- ASSIGNMENT -
Whichever lines of the material contain "struct", copy each of them.

**** EXTRACTED MATERIAL

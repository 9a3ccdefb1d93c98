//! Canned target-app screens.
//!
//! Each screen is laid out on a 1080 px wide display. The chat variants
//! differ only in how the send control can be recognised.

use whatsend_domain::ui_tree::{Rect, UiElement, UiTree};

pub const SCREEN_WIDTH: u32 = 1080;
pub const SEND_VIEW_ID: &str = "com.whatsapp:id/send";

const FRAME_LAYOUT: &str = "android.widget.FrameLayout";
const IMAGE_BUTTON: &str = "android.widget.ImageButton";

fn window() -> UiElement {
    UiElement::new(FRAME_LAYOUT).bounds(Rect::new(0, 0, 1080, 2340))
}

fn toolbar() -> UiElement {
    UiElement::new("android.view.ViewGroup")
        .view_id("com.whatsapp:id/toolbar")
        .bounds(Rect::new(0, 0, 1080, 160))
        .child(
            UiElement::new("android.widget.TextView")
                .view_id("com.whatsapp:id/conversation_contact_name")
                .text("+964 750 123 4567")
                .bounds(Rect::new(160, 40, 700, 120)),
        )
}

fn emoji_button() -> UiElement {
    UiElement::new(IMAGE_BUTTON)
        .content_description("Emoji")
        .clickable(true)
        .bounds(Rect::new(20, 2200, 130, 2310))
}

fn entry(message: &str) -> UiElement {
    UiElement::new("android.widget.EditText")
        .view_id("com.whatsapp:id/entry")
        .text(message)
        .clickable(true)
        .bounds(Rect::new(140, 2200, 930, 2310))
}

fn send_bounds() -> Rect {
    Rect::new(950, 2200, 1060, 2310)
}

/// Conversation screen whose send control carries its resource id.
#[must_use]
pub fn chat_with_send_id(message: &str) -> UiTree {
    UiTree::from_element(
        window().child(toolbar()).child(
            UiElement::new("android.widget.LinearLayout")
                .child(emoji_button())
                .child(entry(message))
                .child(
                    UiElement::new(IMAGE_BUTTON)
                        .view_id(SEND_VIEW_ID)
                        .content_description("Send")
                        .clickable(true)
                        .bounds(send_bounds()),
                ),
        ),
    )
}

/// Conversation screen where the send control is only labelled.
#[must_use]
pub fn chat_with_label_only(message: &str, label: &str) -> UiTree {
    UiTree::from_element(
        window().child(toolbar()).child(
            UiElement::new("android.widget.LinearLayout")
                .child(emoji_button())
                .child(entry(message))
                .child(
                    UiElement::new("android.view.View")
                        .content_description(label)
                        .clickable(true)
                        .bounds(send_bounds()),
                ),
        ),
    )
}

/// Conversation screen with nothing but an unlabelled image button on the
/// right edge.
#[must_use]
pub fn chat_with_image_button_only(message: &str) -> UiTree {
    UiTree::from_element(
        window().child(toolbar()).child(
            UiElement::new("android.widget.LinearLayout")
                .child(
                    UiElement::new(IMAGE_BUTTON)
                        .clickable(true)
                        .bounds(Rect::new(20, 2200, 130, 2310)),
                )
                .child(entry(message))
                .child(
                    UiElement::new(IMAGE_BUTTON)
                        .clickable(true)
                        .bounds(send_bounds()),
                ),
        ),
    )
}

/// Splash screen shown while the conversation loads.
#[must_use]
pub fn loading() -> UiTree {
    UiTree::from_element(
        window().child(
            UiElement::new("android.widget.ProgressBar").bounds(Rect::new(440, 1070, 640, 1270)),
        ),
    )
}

********
**** EXTRACTED MATERIAL

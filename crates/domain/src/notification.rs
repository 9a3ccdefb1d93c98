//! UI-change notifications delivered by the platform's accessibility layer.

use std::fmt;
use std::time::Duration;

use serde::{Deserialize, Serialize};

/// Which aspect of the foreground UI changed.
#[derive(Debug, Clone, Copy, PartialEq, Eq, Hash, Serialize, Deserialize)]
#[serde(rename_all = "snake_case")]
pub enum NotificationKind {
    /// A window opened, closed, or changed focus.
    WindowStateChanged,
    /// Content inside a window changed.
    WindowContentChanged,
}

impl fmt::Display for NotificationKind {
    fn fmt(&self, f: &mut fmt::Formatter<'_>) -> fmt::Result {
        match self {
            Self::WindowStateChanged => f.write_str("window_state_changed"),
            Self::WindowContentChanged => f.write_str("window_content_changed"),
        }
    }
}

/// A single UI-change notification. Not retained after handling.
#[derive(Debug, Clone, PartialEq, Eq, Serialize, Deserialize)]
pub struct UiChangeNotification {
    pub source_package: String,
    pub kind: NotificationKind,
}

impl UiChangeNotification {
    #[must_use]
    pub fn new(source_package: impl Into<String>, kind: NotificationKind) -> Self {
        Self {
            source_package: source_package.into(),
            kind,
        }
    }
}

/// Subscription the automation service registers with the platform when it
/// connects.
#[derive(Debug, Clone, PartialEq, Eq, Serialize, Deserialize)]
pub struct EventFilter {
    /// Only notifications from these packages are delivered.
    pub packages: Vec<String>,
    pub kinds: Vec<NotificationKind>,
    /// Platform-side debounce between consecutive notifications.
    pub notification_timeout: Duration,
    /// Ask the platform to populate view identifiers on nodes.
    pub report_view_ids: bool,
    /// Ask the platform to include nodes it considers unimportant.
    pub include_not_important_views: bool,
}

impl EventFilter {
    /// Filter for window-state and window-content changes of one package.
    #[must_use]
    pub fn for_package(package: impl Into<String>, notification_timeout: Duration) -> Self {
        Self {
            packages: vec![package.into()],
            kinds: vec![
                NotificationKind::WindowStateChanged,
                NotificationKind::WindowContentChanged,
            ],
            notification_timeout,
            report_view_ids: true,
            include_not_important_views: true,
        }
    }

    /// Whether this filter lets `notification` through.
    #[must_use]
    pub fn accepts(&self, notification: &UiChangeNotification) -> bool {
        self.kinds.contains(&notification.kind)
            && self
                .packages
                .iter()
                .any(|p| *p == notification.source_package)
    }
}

********
**** EXTRACTED MATERIAL

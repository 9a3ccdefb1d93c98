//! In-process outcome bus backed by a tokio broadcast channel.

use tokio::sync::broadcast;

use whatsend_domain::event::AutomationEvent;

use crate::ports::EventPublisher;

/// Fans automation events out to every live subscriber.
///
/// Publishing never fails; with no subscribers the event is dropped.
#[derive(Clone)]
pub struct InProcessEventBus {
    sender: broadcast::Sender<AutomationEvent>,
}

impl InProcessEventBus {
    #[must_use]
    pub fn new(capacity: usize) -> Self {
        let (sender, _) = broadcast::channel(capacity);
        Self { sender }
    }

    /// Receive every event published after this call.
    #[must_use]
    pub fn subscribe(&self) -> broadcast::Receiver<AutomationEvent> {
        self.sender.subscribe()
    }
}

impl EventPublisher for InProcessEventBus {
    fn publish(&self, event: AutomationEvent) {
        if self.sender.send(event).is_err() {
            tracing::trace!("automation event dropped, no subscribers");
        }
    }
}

********

- TASK ANSWER -
pub struct UiChangeNotification {
pub struct EventFilter {
pub struct InProcessEventBus {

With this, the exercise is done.